Data to examine section start
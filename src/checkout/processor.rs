use anyhow::Result;
use async_trait::async_trait;
use std::time::Duration;
use tracing::debug;

/// Common trait for payment backends
#[async_trait]
pub trait PaymentProcessor: Send + Sync {
    /// Charge the guest for a stay
    async fn charge(&self, user_id: &str, amount: f64) -> Result<()>;

    /// Get the name of the payment backend
    fn processor_name(&self) -> &'static str;
}

/// Stand-in for a card processor: waits, then approves any positive amount
pub struct SimulatedProcessor {
    delay: Duration,
}

impl SimulatedProcessor {
    pub fn new(delay: Duration) -> Self {
        Self { delay }
    }
}

#[async_trait]
impl PaymentProcessor for SimulatedProcessor {
    async fn charge(&self, user_id: &str, amount: f64) -> Result<()> {
        debug!("Charging {} for {:.2}", user_id, amount);
        tokio::time::sleep(self.delay).await;
        if !(amount.is_finite() && amount > 0.0) {
            anyhow::bail!("declined amount {}", amount);
        }
        Ok(())
    }

    fn processor_name(&self) -> &'static str {
        "simulated"
    }
}
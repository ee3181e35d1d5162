use anyhow::Context;
use chrono::{Days, Utc};
use stay_booking::auth::{Authenticator, MockAuthenticator, Session};
use stay_booking::catalog::{CatalogStore, SearchParams, SortKey};
use stay_booking::checkout::{BookingRequest, Checkout, SimulatedProcessor};
use stay_booking::config::AppConfig;
use stay_booking::dashboard::{GuestDashboard, HostDashboard};
use stay_booking::ledger::BookingLedger;
use tracing::{info, warn};
use tracing_subscriber::EnvFilter;

#[tokio::main]
async fn main() -> anyhow::Result<()> {
    let config = AppConfig::load().context("Failed to load configuration")?;

    tracing_subscriber::fmt()
        .with_env_filter(
            EnvFilter::try_from_default_env().unwrap_or_else(|_| EnvFilter::new(&config.log_level)),
        )
        .init();

    info!("🏠 Stay Booking - storefront demo");

    let catalog = match &config.catalog_path {
        Some(path) => CatalogStore::from_json_file(path)
            .with_context(|| format!("Failed to load catalog from {}", path))?,
        None => CatalogStore::seeded().context("Built-in catalog is invalid")?,
    };
    let ledger = BookingLedger::shared();
    let auth = MockAuthenticator::new(config.auth_delay());
    let checkout = Checkout::new(
        ledger.clone(),
        Box::new(SimulatedProcessor::new(config.booking_delay())),
        config.booking_timeout(),
    );
    info!("Using {} accounts, {} listings", auth.backend_name(), catalog.len());

    // Browse
    let results = catalog.search_sorted(&SearchParams::query("new york"), SortKey::PriceLow);
    info!("Found {} properties", results.len());
    for (i, property) in results.iter().enumerate() {
        let amenities: Vec<String> = property.amenities.iter().map(|a| a.display().label).collect();
        println!("{}. {} ({} / night)", i + 1, property.title, property.price);
        println!("   {} · ★ {} ({} reviews)", property.location, property.rating, property.reviews);
        println!("   Amenities: {}", amenities.join(", "));
    }

    // Book the first result two weeks out
    let mut session = Session::new();
    session
        .login(&auth, "john@example.com", "demo")
        .await
        .context("Demo login failed")?;

    let Some(property) = results.first().cloned() else {
        warn!("Nothing to book");
        return Ok(());
    };
    let today = Utc::now().date_naive();
    let check_in = today + Days::new(14);
    let check_out = check_in + Days::new(3);
    let request = BookingRequest::new(property)
        .with_dates(check_in, check_out)
        .with_guests(2);

    if let Some(quote) = request.quote() {
        println!();
        println!("{} nights × {} = {}", quote.nights, request.property.price, quote.subtotal);
        println!("Cleaning fee: {}", quote.cleaning_fee);
        println!("Service fee: {}", quote.service_fee);
        println!("Total: {}", quote.total);
    }

    match checkout.confirm(&session, &request).await {
        Ok(booking) => info!("✅ Booked {} ({})", booking.property.title, booking.id),
        Err(e) if e.is_retryable() => warn!("Booking failed, try again: {}", e),
        Err(e) => warn!("Booking not possible: {}", e),
    }

    // Dashboards
    let ledger = ledger.lock().await;
    let now = Utc::now();
    if let Some(user) = session.user() {
        let guest = GuestDashboard::build(&ledger, &user.id, now);
        info!(
            "{}: {} bookings, {} upcoming, {} past",
            user.name,
            guest.bookings.len(),
            guest.upcoming.len(),
            guest.past.len()
        );
    }
    let host = HostDashboard::build(&catalog, &ledger, &request.property.host_id, now);
    info!(
        "Host {}: {} listings, revenue {}, average rating {:.2}",
        request.property.host_name,
        host.listings.len(),
        host.total_revenue,
        host.average_rating
    );

    let json = serde_json::to_string_pretty(ledger.bookings())?;
    tokio::fs::write(&config.output_path, json)
        .await
        .with_context(|| format!("Failed to write {}", config.output_path))?;
    info!("💾 Saved {} bookings to {}", ledger.len(), config.output_path);

    Ok(())
}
Data to examine section end
Which lines in the listing above include the string "Some"? Copy each of them.

**Exercise result**
        Some(path) => CatalogStore::from_json_file(path)
    let Some(property) = results.first().cloned() else {
    if let Some(quote) = request.quote() {
    if let Some(user) = session.user() {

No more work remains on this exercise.